EXERCISE REQUIREMENTS: Where a line of the material includes the string "unique", copy that line.

DATASET RECORDS:
◆ ◆ ◆

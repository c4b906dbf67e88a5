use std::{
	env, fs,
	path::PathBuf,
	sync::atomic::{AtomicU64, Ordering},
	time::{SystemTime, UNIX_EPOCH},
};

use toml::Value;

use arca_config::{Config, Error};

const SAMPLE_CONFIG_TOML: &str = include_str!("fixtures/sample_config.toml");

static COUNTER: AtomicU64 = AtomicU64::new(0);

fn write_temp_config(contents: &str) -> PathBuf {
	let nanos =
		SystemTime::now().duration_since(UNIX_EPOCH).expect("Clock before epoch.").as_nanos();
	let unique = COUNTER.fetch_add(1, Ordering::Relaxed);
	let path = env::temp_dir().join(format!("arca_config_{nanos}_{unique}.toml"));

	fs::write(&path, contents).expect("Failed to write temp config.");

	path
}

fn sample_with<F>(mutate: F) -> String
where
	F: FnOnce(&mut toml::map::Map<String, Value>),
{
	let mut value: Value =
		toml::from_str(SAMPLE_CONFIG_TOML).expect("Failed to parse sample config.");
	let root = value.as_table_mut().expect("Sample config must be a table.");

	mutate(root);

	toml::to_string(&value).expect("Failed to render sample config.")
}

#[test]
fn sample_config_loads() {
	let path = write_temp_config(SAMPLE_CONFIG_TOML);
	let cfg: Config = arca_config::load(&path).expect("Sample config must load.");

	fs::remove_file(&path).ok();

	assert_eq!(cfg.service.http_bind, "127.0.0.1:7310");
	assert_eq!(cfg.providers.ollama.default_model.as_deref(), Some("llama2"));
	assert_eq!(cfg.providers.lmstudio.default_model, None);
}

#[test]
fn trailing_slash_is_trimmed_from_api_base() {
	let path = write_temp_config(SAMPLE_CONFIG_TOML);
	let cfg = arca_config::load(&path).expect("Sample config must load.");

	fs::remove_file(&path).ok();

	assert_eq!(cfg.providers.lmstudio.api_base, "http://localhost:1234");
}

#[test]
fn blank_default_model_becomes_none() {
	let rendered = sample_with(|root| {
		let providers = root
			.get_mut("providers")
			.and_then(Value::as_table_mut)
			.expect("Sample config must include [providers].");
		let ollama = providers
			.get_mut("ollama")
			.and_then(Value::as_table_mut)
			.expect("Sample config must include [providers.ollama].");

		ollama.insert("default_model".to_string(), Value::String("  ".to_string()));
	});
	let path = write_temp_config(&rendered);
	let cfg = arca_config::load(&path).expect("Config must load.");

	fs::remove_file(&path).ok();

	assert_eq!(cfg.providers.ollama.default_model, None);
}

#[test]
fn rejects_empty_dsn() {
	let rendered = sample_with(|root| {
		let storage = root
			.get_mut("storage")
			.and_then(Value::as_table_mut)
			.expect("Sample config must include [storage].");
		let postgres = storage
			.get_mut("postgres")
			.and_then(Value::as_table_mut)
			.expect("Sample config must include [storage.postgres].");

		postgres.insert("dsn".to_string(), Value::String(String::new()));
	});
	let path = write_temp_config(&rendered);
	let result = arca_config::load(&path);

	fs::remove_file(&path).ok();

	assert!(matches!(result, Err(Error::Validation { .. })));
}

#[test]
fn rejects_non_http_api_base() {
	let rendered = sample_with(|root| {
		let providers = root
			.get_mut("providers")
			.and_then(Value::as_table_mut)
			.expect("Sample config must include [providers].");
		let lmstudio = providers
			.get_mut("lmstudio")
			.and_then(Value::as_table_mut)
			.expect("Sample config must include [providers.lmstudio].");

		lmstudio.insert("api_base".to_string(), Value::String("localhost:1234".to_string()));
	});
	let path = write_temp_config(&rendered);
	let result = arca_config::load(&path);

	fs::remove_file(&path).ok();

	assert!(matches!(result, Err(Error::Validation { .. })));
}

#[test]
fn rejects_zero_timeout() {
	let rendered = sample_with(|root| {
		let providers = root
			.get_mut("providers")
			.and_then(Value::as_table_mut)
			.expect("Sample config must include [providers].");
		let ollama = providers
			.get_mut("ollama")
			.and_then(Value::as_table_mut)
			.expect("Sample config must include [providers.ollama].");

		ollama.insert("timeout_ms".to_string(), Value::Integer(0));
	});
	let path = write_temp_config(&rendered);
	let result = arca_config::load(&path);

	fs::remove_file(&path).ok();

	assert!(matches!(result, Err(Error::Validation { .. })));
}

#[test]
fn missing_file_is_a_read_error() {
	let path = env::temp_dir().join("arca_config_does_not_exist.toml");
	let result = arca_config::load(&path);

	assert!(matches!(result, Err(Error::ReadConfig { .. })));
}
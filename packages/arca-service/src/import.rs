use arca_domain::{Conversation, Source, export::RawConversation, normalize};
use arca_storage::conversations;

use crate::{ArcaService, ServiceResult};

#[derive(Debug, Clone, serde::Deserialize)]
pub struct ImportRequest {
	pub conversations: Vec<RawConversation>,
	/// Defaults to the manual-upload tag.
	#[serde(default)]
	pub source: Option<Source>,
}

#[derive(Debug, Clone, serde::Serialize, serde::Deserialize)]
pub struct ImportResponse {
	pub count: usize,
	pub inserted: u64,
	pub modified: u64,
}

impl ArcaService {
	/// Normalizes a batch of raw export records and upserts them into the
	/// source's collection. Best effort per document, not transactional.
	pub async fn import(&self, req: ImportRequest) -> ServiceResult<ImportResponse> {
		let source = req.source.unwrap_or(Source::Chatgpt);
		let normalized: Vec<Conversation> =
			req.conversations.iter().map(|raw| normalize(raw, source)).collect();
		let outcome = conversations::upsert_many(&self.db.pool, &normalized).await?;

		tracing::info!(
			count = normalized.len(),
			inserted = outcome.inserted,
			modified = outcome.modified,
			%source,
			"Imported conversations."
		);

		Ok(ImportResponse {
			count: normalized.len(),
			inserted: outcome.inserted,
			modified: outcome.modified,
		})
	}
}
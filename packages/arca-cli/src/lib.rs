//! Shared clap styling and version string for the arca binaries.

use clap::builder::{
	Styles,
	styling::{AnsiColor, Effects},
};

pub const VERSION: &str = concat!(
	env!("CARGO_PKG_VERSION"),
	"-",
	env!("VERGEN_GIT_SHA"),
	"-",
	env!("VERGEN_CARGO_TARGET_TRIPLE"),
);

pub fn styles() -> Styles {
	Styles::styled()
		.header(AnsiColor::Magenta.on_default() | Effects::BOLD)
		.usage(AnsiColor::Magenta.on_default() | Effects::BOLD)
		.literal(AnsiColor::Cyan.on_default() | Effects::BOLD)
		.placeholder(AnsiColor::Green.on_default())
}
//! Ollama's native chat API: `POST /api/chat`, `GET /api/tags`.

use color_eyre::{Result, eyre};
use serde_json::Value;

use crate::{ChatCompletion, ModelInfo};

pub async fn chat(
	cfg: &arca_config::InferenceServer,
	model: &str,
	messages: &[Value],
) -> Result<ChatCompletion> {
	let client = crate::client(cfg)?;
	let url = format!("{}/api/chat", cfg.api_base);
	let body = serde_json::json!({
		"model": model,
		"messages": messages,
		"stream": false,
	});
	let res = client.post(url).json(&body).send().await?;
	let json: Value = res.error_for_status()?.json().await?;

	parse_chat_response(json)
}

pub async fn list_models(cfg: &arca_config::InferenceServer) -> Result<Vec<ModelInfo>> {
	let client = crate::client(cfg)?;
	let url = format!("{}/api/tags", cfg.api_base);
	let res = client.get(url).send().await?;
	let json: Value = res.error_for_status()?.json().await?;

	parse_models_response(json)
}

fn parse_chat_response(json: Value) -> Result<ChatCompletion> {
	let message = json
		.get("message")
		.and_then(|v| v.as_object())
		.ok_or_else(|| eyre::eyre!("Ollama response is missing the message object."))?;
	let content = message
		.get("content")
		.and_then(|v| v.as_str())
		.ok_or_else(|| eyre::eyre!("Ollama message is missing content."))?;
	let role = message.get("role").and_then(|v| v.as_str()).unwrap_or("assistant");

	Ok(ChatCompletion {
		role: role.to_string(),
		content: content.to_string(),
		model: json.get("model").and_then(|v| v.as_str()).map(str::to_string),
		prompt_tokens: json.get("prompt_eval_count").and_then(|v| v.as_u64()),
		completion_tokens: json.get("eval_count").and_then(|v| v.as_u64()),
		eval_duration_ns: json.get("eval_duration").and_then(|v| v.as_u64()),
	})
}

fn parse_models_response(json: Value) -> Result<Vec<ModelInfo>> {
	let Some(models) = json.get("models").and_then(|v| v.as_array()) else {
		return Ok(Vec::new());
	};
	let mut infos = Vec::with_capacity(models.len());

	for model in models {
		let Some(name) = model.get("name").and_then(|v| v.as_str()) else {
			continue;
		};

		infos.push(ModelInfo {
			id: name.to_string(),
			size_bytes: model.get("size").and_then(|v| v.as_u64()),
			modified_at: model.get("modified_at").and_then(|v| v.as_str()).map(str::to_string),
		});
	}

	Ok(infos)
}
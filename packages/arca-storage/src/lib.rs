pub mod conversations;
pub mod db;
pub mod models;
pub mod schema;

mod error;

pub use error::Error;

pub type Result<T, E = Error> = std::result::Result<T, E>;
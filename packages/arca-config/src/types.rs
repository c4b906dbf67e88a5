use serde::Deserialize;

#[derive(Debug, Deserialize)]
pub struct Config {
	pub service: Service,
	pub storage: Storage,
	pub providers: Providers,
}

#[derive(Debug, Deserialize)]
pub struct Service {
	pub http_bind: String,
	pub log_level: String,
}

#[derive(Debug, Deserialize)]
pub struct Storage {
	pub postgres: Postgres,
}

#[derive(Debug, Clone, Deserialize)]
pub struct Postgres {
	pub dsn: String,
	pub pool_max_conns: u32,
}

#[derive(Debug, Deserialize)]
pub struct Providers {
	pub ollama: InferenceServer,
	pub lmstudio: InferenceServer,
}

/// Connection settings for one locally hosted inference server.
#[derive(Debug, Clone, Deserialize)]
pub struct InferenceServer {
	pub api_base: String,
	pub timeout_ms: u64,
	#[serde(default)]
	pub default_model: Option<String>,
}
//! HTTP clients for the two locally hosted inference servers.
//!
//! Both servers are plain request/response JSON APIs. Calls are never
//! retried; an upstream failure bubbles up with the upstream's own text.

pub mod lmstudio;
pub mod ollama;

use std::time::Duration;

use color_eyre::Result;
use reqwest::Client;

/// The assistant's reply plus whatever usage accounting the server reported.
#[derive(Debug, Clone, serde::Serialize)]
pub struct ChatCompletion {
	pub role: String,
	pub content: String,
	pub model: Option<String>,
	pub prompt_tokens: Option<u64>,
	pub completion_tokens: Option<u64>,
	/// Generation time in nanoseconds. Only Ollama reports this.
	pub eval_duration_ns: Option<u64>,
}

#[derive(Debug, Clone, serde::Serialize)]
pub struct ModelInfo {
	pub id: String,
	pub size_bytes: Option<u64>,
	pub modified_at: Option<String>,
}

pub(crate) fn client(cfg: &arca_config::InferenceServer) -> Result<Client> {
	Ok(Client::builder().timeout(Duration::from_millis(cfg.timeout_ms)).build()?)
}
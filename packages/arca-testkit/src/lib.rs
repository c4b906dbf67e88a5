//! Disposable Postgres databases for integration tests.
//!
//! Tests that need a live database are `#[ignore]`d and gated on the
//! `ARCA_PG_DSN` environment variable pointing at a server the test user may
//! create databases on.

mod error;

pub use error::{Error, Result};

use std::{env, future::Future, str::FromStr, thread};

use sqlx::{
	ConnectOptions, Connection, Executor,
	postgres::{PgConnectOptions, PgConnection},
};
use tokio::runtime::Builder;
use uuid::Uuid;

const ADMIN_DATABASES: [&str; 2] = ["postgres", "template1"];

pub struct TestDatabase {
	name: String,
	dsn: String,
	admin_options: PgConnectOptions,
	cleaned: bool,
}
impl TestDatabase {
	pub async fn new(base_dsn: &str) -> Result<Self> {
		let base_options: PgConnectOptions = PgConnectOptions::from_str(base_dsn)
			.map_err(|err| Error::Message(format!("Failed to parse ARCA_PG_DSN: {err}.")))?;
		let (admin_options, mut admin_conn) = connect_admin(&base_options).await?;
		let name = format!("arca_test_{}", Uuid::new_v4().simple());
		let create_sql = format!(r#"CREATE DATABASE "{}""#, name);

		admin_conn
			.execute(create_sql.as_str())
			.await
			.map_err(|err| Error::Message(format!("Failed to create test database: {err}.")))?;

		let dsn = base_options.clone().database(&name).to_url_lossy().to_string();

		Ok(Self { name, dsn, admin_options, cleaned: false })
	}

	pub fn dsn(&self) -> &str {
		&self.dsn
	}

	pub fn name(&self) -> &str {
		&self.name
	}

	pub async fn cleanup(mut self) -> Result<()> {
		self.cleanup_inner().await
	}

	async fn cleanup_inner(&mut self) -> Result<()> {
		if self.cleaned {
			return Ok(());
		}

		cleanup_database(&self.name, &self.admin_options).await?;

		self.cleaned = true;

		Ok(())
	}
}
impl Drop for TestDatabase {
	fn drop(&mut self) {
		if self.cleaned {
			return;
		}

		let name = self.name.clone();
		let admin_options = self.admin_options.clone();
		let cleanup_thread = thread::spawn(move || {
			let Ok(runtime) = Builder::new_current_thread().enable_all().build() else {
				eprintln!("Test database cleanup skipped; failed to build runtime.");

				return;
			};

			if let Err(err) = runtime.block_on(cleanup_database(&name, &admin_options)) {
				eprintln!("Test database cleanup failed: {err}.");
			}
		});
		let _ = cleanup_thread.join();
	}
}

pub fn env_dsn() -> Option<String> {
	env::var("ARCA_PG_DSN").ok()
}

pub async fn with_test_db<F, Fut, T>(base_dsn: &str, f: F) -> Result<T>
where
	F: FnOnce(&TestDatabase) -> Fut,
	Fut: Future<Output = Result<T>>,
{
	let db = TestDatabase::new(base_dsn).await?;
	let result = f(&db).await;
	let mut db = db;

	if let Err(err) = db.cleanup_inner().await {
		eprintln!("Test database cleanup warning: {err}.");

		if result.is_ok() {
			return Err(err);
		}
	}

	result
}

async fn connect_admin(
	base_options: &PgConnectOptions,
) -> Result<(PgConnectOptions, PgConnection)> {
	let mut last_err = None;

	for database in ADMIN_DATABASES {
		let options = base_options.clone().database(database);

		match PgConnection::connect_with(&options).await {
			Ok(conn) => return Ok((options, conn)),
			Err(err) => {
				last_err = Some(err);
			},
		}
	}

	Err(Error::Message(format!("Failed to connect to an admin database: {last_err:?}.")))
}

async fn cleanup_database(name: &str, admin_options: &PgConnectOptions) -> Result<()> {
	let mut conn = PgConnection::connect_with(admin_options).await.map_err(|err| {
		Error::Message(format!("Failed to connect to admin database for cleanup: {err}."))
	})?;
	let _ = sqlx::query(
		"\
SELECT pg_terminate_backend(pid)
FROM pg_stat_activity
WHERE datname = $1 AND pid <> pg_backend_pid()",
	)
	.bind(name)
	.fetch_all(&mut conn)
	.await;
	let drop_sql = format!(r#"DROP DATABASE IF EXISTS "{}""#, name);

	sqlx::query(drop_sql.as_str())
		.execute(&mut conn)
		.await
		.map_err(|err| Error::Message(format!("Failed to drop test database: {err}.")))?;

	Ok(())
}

◆ ◆ ◆

YOUR RESPONSE:
	let unique = COUNTER.fetch_add(1, Ordering::Relaxed);
	let path = env::temp_dir().join(format!("arca_config_{nanos}_{unique}.toml"));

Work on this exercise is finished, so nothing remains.